**EXERCISE BRIEF:** Go through the entries below, count every line with the string "bail", and answer with only that number.

Segment Start: RECORDS TO PROCESS

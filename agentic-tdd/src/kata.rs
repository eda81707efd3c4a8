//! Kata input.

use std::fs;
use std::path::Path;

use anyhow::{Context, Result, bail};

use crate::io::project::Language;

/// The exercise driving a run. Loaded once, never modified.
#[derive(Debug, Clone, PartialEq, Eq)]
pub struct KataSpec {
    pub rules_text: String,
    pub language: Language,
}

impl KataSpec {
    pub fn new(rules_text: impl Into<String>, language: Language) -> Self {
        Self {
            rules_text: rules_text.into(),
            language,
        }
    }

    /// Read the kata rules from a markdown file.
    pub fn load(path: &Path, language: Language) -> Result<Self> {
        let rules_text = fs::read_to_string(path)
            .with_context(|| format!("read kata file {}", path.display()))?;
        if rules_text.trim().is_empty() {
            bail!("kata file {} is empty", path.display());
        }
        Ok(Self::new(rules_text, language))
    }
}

Segment End: RECORDS TO PROCESS

**YOUR RESPONSE:** 2